American screenwriter

Anthony Lucidonio Jr. (born March 12, 1962) better known as Tony Luke Jr. is an American restaurateur, musician, songwriter actor, and media host who founded the cheesesteak franchise Tony Luke's.

==Career==
Luke married at age 18 after high school. He went to work with his father, Tony Lucidonio in food trucks and other odd jobs to support his growing family. In the early 1990s Luke, his brother, Nicky, and their father bought a property near the expressway in South Philadelphia. To compete with other local businesses, the original Tony Luke's stand offered a more diversified menu, offering hoagies and other fare, along with cheesesteaks. Luke Jr. soon took over the store's marketing.

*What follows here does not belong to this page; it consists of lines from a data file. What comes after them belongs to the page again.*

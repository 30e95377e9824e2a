use log::{debug, info};
use std::collections::HashSet;
use std::time::Duration;
use tokio::time::Instant;

use super::timer::ElectionTimer;
use super::{
    AppendRequest, AppendResponse, HardState, NodeId, NodeRole, RaftConfig, RaftStatus,
    VoteRequest, VoteResponse,
};

/// A candidacy that has just begun. `request` must be sent to every peer
/// once the state lock is released.
#[derive(Debug, Clone, PartialEq, Eq)]
pub struct Election {
    pub request: VoteRequest,
    /// The self-vote alone was a quorum (single-node cluster).
    pub won: bool,
}

/// Effect of applying one vote response.
#[derive(Debug, Clone, Copy, PartialEq, Eq)]
pub enum VoteOutcome {
    /// The responder knew a newer term; this node is now a follower.
    SteppedDown,
    /// Stale, denied, or already counted.
    Ignored,
    Counted,
    Elected,
}

/// Consensus state of one node. Not thread-safe on its own: the driver
/// keeps it behind a single mutex and every method runs under that lock.
pub struct RaftNode {
    id: NodeId,
    peers: Vec<NodeId>,

    role: NodeRole,
    current_term: u64,
    voted_for: Option<NodeId>,
    // Last term/vote acknowledged by stable storage.
    persisted: HardState,

    // Candidacy tally; meaningful only while role == Candidate.
    vote_count: usize,
    voters: HashSet<NodeId>,

    last_contact: Instant,
    election_timeout: Duration,
    timer: ElectionTimer,
}

impl RaftNode {
    pub fn new(config: &RaftConfig, hard_state: HardState, now: Instant) -> Self {
        let mut timer = ElectionTimer::new(
            config.election_timeout_min,
            config.election_timeout_max,
            config.seed,
        );
        let election_timeout = timer.next_timeout();

        let peers = config
            .peers
            .iter()
            .filter(|p| !p.is_empty() && **p != config.node_id)
            .cloned()
            .collect();

        Self {
            id: config.node_id.clone(),
            peers,
            role: NodeRole::Follower,
            current_term: hard_state.current_term,
            voted_for: hard_state.voted_for.clone(),
            persisted: hard_state,
            vote_count: 0,
            voters: HashSet::new(),
            last_contact: now,
            election_timeout,
            timer,
        }
    }

    pub fn id(&self) -> &NodeId {
        &self.id
    }

    pub fn peers(&self) -> &[NodeId] {
        &self.peers
    }

    pub fn role(&self) -> NodeRole {
        self.role
    }

    pub fn is_leader(&self) -> bool {
        self.role == NodeRole::Leader
    }

    pub fn current_term(&self) -> u64 {
        self.current_term
    }

    pub fn voted_for(&self) -> Option<&NodeId> {
        self.voted_for.as_ref()
    }

    pub fn vote_count(&self) -> usize {
        self.vote_count
    }

    pub fn last_contact(&self) -> Instant {
        self.last_contact
    }

    pub fn election_timeout(&self) -> Duration {
        self.election_timeout
    }

    /// Overrides the current election deadline until the timer next fires.
    pub fn set_election_timeout(&mut self, timeout: Duration) {
        self.election_timeout = timeout;
    }

    pub fn hard_state(&self) -> HardState {
        HardState {
            current_term: self.current_term,
            voted_for: self.voted_for.clone(),
        }
    }

    /// The current term and vote when they differ from what was last
    /// saved. A failed save leaves them pending until one succeeds.
    pub fn unpersisted(&self) -> Option<HardState> {
        let current = self.hard_state();
        (current != self.persisted).then_some(current)
    }

    pub fn mark_persisted(&mut self, state: HardState) {
        self.persisted = state;
    }

    pub fn status(&self) -> RaftStatus {
        RaftStatus {
            id: self.id.clone(),
            role: self.role,
            current_term: self.current_term,
            voted_for: self.voted_for.clone(),
            vote_count: self.vote_count,
        }
    }

    /// Strict majority of the whole cluster, self included.
    fn has_quorum(&self) -> bool {
        self.vote_count > (self.peers.len() + 1) / 2
    }

    /// One election-timer step. Returns the new candidacy when the deadline
    /// has passed without leader contact.
    pub fn tick(&mut self, now: Instant) -> Option<Election> {
        if self.role == NodeRole::Leader {
            return None;
        }

        let elapsed = now.saturating_duration_since(self.last_contact);
        if elapsed < self.election_timeout {
            return None;
        }

        debug!(
            "Node {} heard no leader for {}ms (deadline {}ms)",
            self.id,
            elapsed.as_millis(),
            self.election_timeout.as_millis()
        );
        let election = self.become_candidate(now);
        self.election_timeout = self.timer.next_timeout();
        Some(election)
    }

    pub fn become_candidate(&mut self, now: Instant) -> Election {
        self.role = NodeRole::Candidate;
        self.current_term += 1;
        self.voted_for = Some(self.id.clone());
        self.last_contact = now;
        self.vote_count = 1;
        self.voters.clear();

        info!(
            "Node {} starting election for term {}",
            self.id, self.current_term
        );

        let won = self.has_quorum();
        if won {
            self.become_leader();
        }

        Election {
            request: VoteRequest {
                term: self.current_term,
                candidate_id: self.id.clone(),
            },
            won,
        }
    }

    fn become_leader(&mut self) {
        self.role = NodeRole::Leader;
        info!(
            "Node {} became leader for term {} with {} votes",
            self.id, self.current_term, self.vote_count
        );
    }

    fn step_down(&mut self, term: u64) {
        if self.role != NodeRole::Follower {
            info!(
                "Node {} stepping down from {} at term {}: saw term {}",
                self.id, self.role, self.current_term, term
            );
        }
        self.current_term = term;
        self.voted_for = None;
        self.role = NodeRole::Follower;
    }

    /// Applies a peer's answer to the vote request sent for `solicited_term`.
    pub fn handle_vote_response(
        &mut self,
        from: &NodeId,
        solicited_term: u64,
        response: VoteResponse,
    ) -> VoteOutcome {
        if response.term > self.current_term {
            self.step_down(response.term);
            return VoteOutcome::SteppedDown;
        }

        if self.role != NodeRole::Candidate || solicited_term != self.current_term {
            return VoteOutcome::Ignored;
        }

        if !response.vote_granted {
            debug!("Node {} denied vote to {} for term {}", from, self.id, solicited_term);
            return VoteOutcome::Ignored;
        }

        // A repeated grant from the same peer is one logical vote.
        if !self.voters.insert(from.clone()) {
            return VoteOutcome::Ignored;
        }

        self.vote_count += 1;
        debug!(
            "Node {} received vote from {} for term {} ({} votes)",
            self.id, from, self.current_term, self.vote_count
        );

        if self.has_quorum() {
            self.become_leader();
            VoteOutcome::Elected
        } else {
            VoteOutcome::Counted
        }
    }

    pub fn handle_request_vote(&mut self, request: &VoteRequest, now: Instant) -> VoteResponse {
        if request.term < self.current_term {
            return VoteResponse {
                term: self.current_term,
                vote_granted: false,
            };
        }

        if request.term > self.current_term {
            self.step_down(request.term);
        }

        let vote_granted = match &self.voted_for {
            None => true,
            Some(voted) => *voted == request.candidate_id,
        };

        if vote_granted {
            self.voted_for = Some(request.candidate_id.clone());
            self.last_contact = now;
        }

        debug!(
            "Node {} RequestVote from {} term {}: granted={}",
            self.id, request.candidate_id, request.term, vote_granted
        );

        VoteResponse {
            term: self.current_term,
            vote_granted,
        }
    }

    pub fn handle_append_entries(
        &mut self,
        request: &AppendRequest,
        now: Instant,
    ) -> AppendResponse {
        if request.term < self.current_term {
            return AppendResponse {
                term: self.current_term,
                success: false,
            };
        }

        if self.role != NodeRole::Follower {
            info!(
                "Node {} following {} at term {} (was {})",
                self.id, request.leader_id, request.term, self.role
            );
        }

        self.role = NodeRole::Follower;
        self.current_term = request.term;
        self.voted_for = Some(request.leader_id.clone());
        self.last_contact = now;

        AppendResponse {
            term: self.current_term,
            success: true,
        }
    }
}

Eventually, the business grew to include several locations in the Philadelphia area and a line of frozen sandwiches. Through a partnership with Rastelli Foods Group, the business now has several franchised locations in Bahrain.

Luke's restaurant franchise, Tony Luke's, has expanded from its original South Philadelphia location to Citizens Bank Park, Atlantic City, The Wildwoods, and the Kingdom of Bahrain. Luke's frozen line "Tony Luke's Pronto" is available nationally. Luke and his restaurants have earned numerous awards and recognition from both local and national publications, as well being featured in episodes of Throwdown! with Bobby Flay, Dinner: Impossible, Man v. Food and Food Wars.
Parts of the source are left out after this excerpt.